In my view, AEP has, at a minimum, failed to create a genuine issue of fact on the question of whether Schaefer’s primary duty “includes work requiring exercise of discretion and independent judgment.” 29 C.F.R. § 541.1(e)(2); 29 C.F.R. § 541.214(a). As the majority points out in its analysis, AEP failed to demonstrate (as part of its burden in response to Schae-fer’s motion for summary judgment) that the “decisions” and “judgments” made by Schaefer when applying DOT regulations, require use of his discretion or judgment distinct from the application of skill or knowledge. That is, AEP’s examples of “judgments” made by Schaefer when applying the regulations entail only the application of his skill or knowledge.

Many skilled people, like electricians, nurses, and other skilled professionals and tradesmen, make all kinds of discretionary decisions in carrying out their skill, profession or trade, but that is not the kind of discretion envisioned by the short test. Indeed, the applicable regulation, explicitly makes this distinction. See Ale, 269 F.3d at 685 (stating that “section 541.207(c) distinguishes the exercise of discretion and independent judgement from the use of skill in applying techniques, procedures, or specific standards”).

Perhaps the most frequent cause of misapplication of the term “discretion and independent judgement” is the failure to distinguish it from the use of skill in various respects. An employee who merely applies his knowledge in the following prescribed procedures or deter*408mining which procedures follow, or who determines whether specified standards are met ... is not exercising discretion and independent judgement within the meaning of § 514.2. This is true even if there is some leeway in reaching a conclusion, as when an acceptable standard includes a range or tolerance above or below a specific standard.

29 C.F.R. § 541.207(c)(1) (2003). Schae-fer’s own testimony reflects that the decisions he makes are applications of his skill or knowledge as an environmental specialist in following proscribed procedures or determining which procedures to follow. See 29 C.F.R. § 541.207(c)(1). The district court did not consider this subsection (c)(1) in its analysis.
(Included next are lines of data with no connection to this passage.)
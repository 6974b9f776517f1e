//! inkwright - AI request orchestration for writers
//!
//! A library and CLI that routes writing actions (improve, expand, continue
//! a story, and friends) to whichever AI provider is configured, with
//! credential storage, response caching, connectivity probing, and a
//! deterministic offline fallback when no provider can answer.

// Note: deny (not forbid) to allow #[allow(unsafe_code)] in test helpers for env var manipulation
#![deny(unsafe_code)]
#![warn(clippy::pedantic, clippy::nursery)]
#![allow(clippy::module_name_repetitions)]

pub mod cli;
pub mod core;
pub mod error;
pub mod render;
pub mod storage;
pub mod util;

/// Test utilities module - included in test builds or when test-utils feature is enabled.
#[cfg(any(test, feature = "test-utils"))]
pub mod test_utils;

pub use core::{Action, Orchestrator, Origin, ProcessOutcome, Provider};
pub use error::{ExitCode, InkwrightError, Result};

// Re-export test utilities for external test crates
#[cfg(any(test, feature = "test-utils"))]
pub use test_utils::*;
Furthermore, as the majority holds, of those tasks that indisputably require Schaefer to exercise discretion, “AEP has failed to establish the extent to which Schaefer completes these tasks as part of his primary duty.” Maj. Op., ante, at 405. Nor did AEP establish that Schaefer exercises discretion with sufficient frequency while completing condition reports as part of his primary duty. Thus, AEP has failed to meet its burden of establishing that Schaefer “customarily and regularly” exercises discretion and independent judgment. Having failed to meet its burden of-showing that the employee meets every aspect of the definition for an exempt employee, see Arnold v. Ben Kanowsky, Inc., 361 U.S. 388, 392, 80 S.Ct. 453, 4 L.Ed.2d 393 (1960) (holding that employer bears burden of proof, on each and every element of the claimed exemption); see generally Corning Glass Works v. Brennan, 417 U.S. 188, 196-97, 94 S.Ct. 2223, 41 L.Ed.2d 1 (1974) (application of an exception under the FLSA is a matter of affirmative defense, and the employer has the burden of proof), summary judgment for Schaefer is appropriate. I would therefore remand to the district court with instructions to enter summary judgment in favor of Schaefer.






Dissenting Opinion

ROGERS, Circuit Judge,

dissenting.

Essentially for the reasons given in Judge Quist’s careful opinion below, 197 F.Supp.2d 935, I would affirm the judgment of the district court.